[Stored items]
----------

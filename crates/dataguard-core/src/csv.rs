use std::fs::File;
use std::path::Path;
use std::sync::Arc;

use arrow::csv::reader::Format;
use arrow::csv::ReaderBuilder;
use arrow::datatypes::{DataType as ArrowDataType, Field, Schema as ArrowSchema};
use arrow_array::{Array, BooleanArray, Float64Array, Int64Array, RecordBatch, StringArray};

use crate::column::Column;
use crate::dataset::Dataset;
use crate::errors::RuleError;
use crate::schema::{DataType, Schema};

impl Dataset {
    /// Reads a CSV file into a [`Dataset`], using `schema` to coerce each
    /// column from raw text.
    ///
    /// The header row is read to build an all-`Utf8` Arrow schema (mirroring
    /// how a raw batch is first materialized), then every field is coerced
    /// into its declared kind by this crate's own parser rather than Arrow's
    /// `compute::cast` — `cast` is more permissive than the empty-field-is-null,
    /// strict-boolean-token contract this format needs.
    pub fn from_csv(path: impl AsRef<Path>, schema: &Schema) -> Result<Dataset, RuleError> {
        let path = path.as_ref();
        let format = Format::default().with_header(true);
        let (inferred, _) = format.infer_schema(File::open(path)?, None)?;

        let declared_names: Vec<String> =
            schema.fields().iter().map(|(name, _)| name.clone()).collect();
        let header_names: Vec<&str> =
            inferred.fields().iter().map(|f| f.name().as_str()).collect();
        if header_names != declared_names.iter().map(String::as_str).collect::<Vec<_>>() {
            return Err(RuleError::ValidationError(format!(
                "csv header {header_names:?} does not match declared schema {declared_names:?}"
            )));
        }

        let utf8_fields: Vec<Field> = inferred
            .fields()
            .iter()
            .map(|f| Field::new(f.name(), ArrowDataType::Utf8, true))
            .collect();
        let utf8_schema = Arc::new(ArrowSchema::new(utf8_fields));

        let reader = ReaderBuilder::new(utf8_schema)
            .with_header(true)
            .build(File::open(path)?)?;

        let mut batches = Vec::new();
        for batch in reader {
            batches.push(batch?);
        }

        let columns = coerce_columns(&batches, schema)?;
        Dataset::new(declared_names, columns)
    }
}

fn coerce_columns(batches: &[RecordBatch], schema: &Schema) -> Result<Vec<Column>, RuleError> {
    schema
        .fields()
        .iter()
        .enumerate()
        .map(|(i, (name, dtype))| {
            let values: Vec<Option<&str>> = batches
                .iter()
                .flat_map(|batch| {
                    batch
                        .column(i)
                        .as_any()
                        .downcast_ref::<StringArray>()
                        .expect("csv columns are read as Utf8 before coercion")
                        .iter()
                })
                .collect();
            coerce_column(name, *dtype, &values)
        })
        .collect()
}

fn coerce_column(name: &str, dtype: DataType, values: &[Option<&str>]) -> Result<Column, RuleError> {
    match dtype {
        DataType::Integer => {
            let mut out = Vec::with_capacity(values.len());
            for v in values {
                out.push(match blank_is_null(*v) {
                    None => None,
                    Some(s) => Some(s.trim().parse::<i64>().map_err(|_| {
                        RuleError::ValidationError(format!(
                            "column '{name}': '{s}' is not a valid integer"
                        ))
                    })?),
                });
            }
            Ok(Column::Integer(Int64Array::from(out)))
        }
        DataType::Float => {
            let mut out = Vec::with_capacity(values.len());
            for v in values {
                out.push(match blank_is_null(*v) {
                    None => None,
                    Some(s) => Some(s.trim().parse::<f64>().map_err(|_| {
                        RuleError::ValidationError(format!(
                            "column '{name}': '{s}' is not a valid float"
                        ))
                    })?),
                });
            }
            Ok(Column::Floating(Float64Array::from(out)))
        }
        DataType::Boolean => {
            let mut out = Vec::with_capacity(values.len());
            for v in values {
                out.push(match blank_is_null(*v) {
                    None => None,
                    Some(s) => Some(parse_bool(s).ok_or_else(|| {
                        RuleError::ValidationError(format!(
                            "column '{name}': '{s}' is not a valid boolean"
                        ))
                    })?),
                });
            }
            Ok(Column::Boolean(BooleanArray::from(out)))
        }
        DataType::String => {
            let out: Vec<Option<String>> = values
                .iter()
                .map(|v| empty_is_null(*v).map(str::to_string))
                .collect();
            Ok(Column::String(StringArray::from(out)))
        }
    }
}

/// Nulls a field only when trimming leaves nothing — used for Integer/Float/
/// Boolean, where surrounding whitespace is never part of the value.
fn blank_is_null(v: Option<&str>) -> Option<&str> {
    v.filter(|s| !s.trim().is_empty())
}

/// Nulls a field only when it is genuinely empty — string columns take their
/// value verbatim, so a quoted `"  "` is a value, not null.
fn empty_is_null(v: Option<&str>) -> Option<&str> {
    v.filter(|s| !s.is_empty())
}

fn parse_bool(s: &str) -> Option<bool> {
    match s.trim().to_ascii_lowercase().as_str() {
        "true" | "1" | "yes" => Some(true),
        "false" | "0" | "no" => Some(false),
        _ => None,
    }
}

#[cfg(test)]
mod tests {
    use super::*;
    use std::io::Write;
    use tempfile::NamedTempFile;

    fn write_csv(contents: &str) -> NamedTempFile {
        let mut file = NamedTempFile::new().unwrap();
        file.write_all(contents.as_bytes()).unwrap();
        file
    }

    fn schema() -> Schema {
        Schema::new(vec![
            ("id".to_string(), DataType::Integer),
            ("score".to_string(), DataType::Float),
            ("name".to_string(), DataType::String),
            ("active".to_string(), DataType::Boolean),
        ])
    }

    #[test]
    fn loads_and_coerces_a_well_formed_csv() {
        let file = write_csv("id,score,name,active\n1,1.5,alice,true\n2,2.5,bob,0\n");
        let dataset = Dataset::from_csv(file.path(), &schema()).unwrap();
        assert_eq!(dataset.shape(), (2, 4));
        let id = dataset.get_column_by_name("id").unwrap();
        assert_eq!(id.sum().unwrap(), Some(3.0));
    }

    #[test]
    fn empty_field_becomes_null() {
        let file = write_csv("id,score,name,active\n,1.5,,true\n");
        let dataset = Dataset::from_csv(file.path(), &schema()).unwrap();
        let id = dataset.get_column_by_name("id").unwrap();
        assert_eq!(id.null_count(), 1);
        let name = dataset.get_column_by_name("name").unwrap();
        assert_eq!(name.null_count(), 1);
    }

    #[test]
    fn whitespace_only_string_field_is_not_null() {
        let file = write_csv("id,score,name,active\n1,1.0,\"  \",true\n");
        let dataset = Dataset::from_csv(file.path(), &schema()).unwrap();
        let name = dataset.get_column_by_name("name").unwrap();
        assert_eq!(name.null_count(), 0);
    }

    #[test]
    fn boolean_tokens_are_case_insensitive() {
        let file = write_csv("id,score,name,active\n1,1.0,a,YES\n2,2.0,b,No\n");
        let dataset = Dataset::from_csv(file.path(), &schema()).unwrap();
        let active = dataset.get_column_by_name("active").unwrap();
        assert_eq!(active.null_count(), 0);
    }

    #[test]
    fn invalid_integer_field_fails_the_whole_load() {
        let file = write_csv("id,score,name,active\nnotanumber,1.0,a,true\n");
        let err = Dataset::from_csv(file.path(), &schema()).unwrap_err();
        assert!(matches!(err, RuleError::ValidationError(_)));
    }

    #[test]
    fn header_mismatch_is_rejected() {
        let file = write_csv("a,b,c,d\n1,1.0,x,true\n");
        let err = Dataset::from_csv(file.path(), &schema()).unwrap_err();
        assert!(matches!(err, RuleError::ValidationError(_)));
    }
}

----------

**Task requirements:** In full and without alteration, transcribe the entries above.

**Answer for the task:**
filename crates/dataguard-core/src/csv.rs
use std::fs::File;
use std::path::Path;
use std::sync::Arc;

use arrow::csv::reader::Format;
use arrow::csv::ReaderBuilder;
use arrow::datatypes::{DataType as ArrowDataType, Field, Schema as ArrowSchema};
use arrow_array::{Array, BooleanArray, Float64Array, Int64Array, RecordBatch, StringArray};

use crate::column::Column;
use crate::dataset::Dataset;
use crate::errors::RuleError;
use crate::schema::{DataType, Schema};

impl Dataset {
    /// Reads a CSV file into a [`Dataset`], using `schema` to coerce each
    /// column from raw text.
    ///
    /// The header row is read to build an all-`Utf8` Arrow schema (mirroring
    /// how a raw batch is first materialized), then every field is coerced
    /// into its declared kind by this crate's own parser rather than Arrow's
    /// `compute::cast` — `cast` is more permissive than the empty-field-is-null,
    /// strict-boolean-token contract this format needs.
    pub fn from_csv(path: impl AsRef<Path>, schema: &Schema) -> Result<Dataset, RuleError> {
        let path = path.as_ref();
        let format = Format::default().with_header(true);
        let (inferred, _) = format.infer_schema(File::open(path)?, None)?;

        let declared_names: Vec<String> =
            schema.fields().iter().map(|(name, _)| name.clone()).collect();
        let header_names: Vec<&str> =
            inferred.fields().iter().map(|f| f.name().as_str()).collect();
        if header_names != declared_names.iter().map(String::as_str).collect::<Vec<_>>() {
            return Err(RuleError::ValidationError(format!(
                "csv header {header_names:?} does not match declared schema {declared_names:?}"
            )));
        }

        let utf8_fields: Vec<Field> = inferred
            .fields()
            .iter()
            .map(|f| Field::new(f.name(), ArrowDataType::Utf8, true))
            .collect();
        let utf8_schema = Arc::new(ArrowSchema::new(utf8_fields));

        let reader = ReaderBuilder::new(utf8_schema)
            .with_header(true)
            .build(File::open(path)?)?;

        let mut batches = Vec::new();
        for batch in reader {
            batches.push(batch?);
        }

        let columns = coerce_columns(&batches, schema)?;
        Dataset::new(declared_names, columns)
    }
}

fn coerce_columns(batches: &[RecordBatch], schema: &Schema) -> Result<Vec<Column>, RuleError> {
    schema
        .fields()
        .iter()
        .enumerate()
        .map(|(i, (name, dtype))| {
            let values: Vec<Option<&str>> = batches
                .iter()
                .flat_map(|batch| {
                    batch
                        .column(i)
                        .as_any()
                        .downcast_ref::<StringArray>()
                        .expect("csv columns are read as Utf8 before coercion")
                        .iter()
                })
                .collect();
            coerce_column(name, *dtype, &values)
        })
        .collect()
}

fn coerce_column(name: &str, dtype: DataType, values: &[Option<&str>]) -> Result<Column, RuleError> {
    match dtype {
        DataType::Integer => {
            let mut out = Vec::with_capacity(values.len());
            for v in values {
                out.push(match blank_is_null(*v) {
                    None => None,
                    Some(s) => Some(s.trim().parse::<i64>().map_err(|_| {
                        RuleError::ValidationError(format!(
                            "column '{name}': '{s}' is not a valid integer"
                        ))
                    })?),
                });
            }
            Ok(Column::Integer(Int64Array::from(out)))
        }
        DataType::Float => {
            let mut out = Vec::with_capacity(values.len());
            for v in values {
                out.push(match blank_is_null(*v) {
                    None => None,
                    Some(s) => Some(s.trim().parse::<f64>().map_err(|_| {
                        RuleError::ValidationError(format!(
                            "column '{name}': '{s}' is not a valid float"
                        ))
                    })?),
                });
            }
            Ok(Column::Floating(Float64Array::from(out)))
        }
        DataType::Boolean => {
            let mut out = Vec::with_capacity(values.len());
            for v in values {
                out.push(match blank_is_null(*v) {
                    None => None,
                    Some(s) => Some(parse_bool(s).ok_or_else(|| {
                        RuleError::ValidationError(format!(
                            "column '{name}': '{s}' is not a valid boolean"
                        ))
                    })?),
                });
            }
            Ok(Column::Boolean(BooleanArray::from(out)))
        }
        DataType::String => {
            let out: Vec<Option<String>> = values
                .iter()
                .map(|v| empty_is_null(*v).map(str::to_string))
                .collect();
            Ok(Column::String(StringArray::from(out)))
        }
    }
}

/// Nulls a field only when trimming leaves nothing — used for Integer/Float/
/// Boolean, where surrounding whitespace is never part of the value.
fn blank_is_null(v: Option<&str>) -> Option<&str> {
    v.filter(|s| !s.trim().is_empty())
}

/// Nulls a field only when it is genuinely empty — string columns take their
/// value verbatim, so a quoted `"  "` is a value, not null.
fn empty_is_null(v: Option<&str>) -> Option<&str> {
    v.filter(|s| !s.is_empty())
}

fn parse_bool(s: &str) -> Option<bool> {
    match s.trim().to_ascii_lowercase().as_str() {
        "true" | "1" | "yes" => Some(true),
        "false" | "0" | "no" => Some(false),
        _ => None,
    }
}

#[cfg(test)]
mod tests {
    use super::*;
    use std::io::Write;
    use tempfile::NamedTempFile;

    fn write_csv(contents: &str) -> NamedTempFile {
        let mut file = NamedTempFile::new().unwrap();
        file.write_all(contents.as_bytes()).unwrap();
        file
    }

    fn schema() -> Schema {
        Schema::new(vec![
            ("id".to_string(), DataType::Integer),
            ("score".to_string(), DataType::Float),
            ("name".to_string(), DataType::String),
            ("active".to_string(), DataType::Boolean),
        ])
    }

    #[test]
    fn loads_and_coerces_a_well_formed_csv() {
        let file = write_csv("id,score,name,active\n1,1.5,alice,true\n2,2.5,bob,0\n");
        let dataset = Dataset::from_csv(file.path(), &schema()).unwrap();
        assert_eq!(dataset.shape(), (2, 4));
        let id = dataset.get_column_by_name("id").unwrap();
        assert_eq!(id.sum().unwrap(), Some(3.0));
    }

    #[test]
    fn empty_field_becomes_null() {
        let file = write_csv("id,score,name,active\n,1.5,,true\n");
        let dataset = Dataset::from_csv(file.path(), &schema()).unwrap();
        let id = dataset.get_column_by_name("id").unwrap();
        assert_eq!(id.null_count(), 1);
        let name = dataset.get_column_by_name("name").unwrap();
        assert_eq!(name.null_count(), 1);
    }

    #[test]
    fn whitespace_only_string_field_is_not_null() {
        let file = write_csv("id,score,name,active\n1,1.0,\"  \",true\n");
        let dataset = Dataset::from_csv(file.path(), &schema()).unwrap();
        let name = dataset.get_column_by_name("name").unwrap();
        assert_eq!(name.null_count(), 0);
    }

    #[test]
    fn boolean_tokens_are_case_insensitive() {
        let file = write_csv("id,score,name,active\n1,1.0,a,YES\n2,2.0,b,No\n");
        let dataset = Dataset::from_csv(file.path(), &schema()).unwrap();
        let active = dataset.get_column_by_name("active").unwrap();
        assert_eq!(active.null_count(), 0);
    }

    #[test]
    fn invalid_integer_field_fails_the_whole_load() {
        let file = write_csv("id,score,name,active\nnotanumber,1.0,a,true\n");
        let err = Dataset::from_csv(file.path(), &schema()).unwrap_err();
        assert!(matches!(err, RuleError::ValidationError(_)));
    }

    #[test]
    fn header_mismatch_is_rejected() {
        let file = write_csv("a,b,c,d\n1,1.0,x,true\n");
        let err = Dataset::from_csv(file.path(), &schema()).unwrap_err();
        assert!(matches!(err, RuleError::ValidationError(_)));
    }
}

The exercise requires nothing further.